Find how many lines in the material contain "resolved"; your answer should be that number alone.

RECORD EXCERPTS:

_ _ _ _ _ _ _

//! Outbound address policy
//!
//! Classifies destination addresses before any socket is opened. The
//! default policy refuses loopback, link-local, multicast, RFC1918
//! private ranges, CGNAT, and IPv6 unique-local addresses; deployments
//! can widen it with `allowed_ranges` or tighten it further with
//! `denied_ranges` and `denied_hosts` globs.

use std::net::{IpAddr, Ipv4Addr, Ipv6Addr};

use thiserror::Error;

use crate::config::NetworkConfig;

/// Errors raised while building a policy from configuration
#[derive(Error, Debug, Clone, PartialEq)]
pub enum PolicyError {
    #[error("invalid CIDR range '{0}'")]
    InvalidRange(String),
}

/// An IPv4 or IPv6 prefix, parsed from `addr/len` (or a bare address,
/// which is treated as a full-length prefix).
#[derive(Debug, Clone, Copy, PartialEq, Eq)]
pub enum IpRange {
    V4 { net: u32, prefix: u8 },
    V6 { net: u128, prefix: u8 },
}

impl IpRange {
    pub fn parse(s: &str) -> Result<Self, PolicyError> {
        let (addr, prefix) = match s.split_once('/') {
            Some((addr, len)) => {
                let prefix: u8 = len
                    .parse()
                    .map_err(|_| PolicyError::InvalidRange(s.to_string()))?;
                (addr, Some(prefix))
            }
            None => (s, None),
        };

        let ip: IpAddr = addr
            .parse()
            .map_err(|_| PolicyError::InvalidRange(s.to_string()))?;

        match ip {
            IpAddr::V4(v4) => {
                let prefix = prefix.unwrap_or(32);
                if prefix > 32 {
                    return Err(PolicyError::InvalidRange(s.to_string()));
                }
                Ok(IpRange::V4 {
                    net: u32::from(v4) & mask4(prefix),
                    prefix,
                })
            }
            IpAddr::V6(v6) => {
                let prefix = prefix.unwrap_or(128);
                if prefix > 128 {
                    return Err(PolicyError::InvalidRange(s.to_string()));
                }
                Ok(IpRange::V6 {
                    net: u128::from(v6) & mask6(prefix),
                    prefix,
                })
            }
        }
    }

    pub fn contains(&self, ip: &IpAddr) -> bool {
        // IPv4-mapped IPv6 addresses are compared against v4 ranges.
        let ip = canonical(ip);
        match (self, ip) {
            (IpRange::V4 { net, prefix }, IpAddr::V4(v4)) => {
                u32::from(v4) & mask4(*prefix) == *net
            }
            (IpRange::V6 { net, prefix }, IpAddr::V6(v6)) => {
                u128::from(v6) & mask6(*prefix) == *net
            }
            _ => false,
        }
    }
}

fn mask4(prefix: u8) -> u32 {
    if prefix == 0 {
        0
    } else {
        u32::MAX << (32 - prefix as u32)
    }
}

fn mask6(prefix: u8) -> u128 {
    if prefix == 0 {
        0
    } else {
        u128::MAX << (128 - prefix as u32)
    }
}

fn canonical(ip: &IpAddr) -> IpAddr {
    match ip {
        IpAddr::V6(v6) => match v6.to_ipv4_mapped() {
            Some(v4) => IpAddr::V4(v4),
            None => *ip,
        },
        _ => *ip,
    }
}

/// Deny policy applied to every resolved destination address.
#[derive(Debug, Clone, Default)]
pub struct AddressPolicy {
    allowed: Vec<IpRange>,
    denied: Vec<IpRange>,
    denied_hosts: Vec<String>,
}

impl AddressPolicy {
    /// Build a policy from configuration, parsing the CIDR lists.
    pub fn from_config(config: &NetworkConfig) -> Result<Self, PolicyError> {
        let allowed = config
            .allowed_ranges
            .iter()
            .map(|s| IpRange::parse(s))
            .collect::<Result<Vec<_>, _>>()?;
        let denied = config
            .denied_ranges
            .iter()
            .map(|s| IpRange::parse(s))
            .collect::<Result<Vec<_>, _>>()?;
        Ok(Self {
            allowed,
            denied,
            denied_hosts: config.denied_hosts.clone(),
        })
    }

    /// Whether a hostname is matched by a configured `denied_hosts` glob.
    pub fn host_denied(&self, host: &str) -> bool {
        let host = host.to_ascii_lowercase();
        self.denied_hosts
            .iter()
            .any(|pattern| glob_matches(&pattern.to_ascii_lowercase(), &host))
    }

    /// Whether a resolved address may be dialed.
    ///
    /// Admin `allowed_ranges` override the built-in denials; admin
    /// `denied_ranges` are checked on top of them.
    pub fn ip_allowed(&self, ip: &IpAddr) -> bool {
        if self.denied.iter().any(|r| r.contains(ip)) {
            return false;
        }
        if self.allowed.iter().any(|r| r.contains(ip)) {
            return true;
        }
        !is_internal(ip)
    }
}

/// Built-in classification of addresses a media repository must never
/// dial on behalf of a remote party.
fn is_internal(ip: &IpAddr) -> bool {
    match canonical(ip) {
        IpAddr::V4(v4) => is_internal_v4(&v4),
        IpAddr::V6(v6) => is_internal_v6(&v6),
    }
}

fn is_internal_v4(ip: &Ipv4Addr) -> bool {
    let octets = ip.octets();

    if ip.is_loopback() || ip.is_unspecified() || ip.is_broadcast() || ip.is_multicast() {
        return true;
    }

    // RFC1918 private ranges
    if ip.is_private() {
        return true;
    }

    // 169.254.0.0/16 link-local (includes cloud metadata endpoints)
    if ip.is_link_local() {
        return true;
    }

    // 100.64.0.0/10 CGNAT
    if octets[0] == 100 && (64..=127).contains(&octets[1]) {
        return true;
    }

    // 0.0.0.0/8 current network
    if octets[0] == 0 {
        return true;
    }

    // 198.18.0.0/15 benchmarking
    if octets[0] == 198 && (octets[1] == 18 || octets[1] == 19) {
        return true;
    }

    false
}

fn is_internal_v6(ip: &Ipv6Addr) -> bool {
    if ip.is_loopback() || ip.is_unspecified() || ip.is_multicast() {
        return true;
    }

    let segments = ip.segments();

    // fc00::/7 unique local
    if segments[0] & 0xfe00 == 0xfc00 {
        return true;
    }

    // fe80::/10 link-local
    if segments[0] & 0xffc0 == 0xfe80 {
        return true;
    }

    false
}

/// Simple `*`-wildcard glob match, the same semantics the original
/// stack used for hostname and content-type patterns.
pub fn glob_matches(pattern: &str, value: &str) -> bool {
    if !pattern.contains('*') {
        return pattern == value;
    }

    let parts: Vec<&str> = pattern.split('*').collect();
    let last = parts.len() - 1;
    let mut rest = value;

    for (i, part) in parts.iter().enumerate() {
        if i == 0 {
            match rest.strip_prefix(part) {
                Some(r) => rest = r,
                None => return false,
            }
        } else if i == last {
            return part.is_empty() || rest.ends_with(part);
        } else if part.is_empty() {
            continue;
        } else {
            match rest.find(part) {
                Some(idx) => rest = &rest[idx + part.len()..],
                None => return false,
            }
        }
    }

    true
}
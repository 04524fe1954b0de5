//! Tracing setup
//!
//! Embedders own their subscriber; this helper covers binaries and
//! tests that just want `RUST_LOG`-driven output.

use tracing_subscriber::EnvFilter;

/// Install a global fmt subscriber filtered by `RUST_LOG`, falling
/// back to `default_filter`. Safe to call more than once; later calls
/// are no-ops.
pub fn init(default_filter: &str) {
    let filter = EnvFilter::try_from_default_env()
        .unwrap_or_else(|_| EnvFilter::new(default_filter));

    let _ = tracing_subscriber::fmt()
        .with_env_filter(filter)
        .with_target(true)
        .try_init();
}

_ _ _ _ _ _ _

ANSWER TO THIS PROBLEM:
2